When I was an undergraduate, my father sent me a copy of the Dorothy Sayers novel "Gaudy Night." I keep returning to it, and I have many favorite passages. Here are two.

From Chapter xiv:
"It appears to be altogether a choice of evils. But you have only to command. My ear is open like a greedy shark to catch the tunings of a voice divine."

"Great heavens! Where did you find that?"

"That, though you might not believe it, is the crashing conclusion of a sonnet by Keats. True, it is a youthful effort; but there are some things that even youth does not excuse."

"Let us go down-stream. I need solitude to recover from the shock."

At least one edition of Keats turns three sonnets on women into one; was it really the conclusion?

From Chapter xxiii:
He was wrapt in the motionless austerity with which all genuine musicians listen to genuine music. Harriet was musician enough to respect this aloofness; she knew well enough that the ecstatic rapture on the face of the man opposite meant only that he was hoping to be thought musical, and that the elderly lady over the way, waving her fingers to the beat, was a musical moron.

I'm hopeless with music, and that confession is painful from the daughter of a musician. I've been known to bang my head.

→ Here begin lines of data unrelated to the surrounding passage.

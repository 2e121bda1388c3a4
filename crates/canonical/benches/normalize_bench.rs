use criterion::{black_box, criterion_group, criterion_main, Criterion};

use canonical::{limit_size, normalize};

fn bench_normalize(c: &mut Criterion) {
    let short = "Machine Learning: a survey (2nd ed.)";
    let authors = "Souza, M. L.//Gonçalves, A.//Pereira Jr., T.";
    let long = "Avaliação de políticas públicas de saúde — revisão sistemática. "
        .repeat(20);

    c.bench_function("normalize/short_title", |b| {
        b.iter(|| normalize(black_box(short), "//"))
    });
    c.bench_function("normalize/author_list", |b| {
        b.iter(|| normalize(black_box(authors), "//"))
    });
    c.bench_function("normalize/long_abstract", |b| {
        b.iter(|| normalize(black_box(&long), "//"))
    });
    c.bench_function("limit_size/long_abstract", |b| {
        b.iter(|| limit_size(black_box(&long), 300))
    });
}

criterion_group!(benches, bench_normalize);
criterion_main!(benches);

OK. One more Sayers quotation, back in Chapter xiv:
"Would you have your youth back if you could, Harriet?"

"Not for the world."

"Nor I. Not for anything you could give me. Perhaps that's an exaggeration. For one thing you could give me I might want twenty years of my life back. But not the same twenty years. And if I went back to my twenties, I shouldn't want the same thing."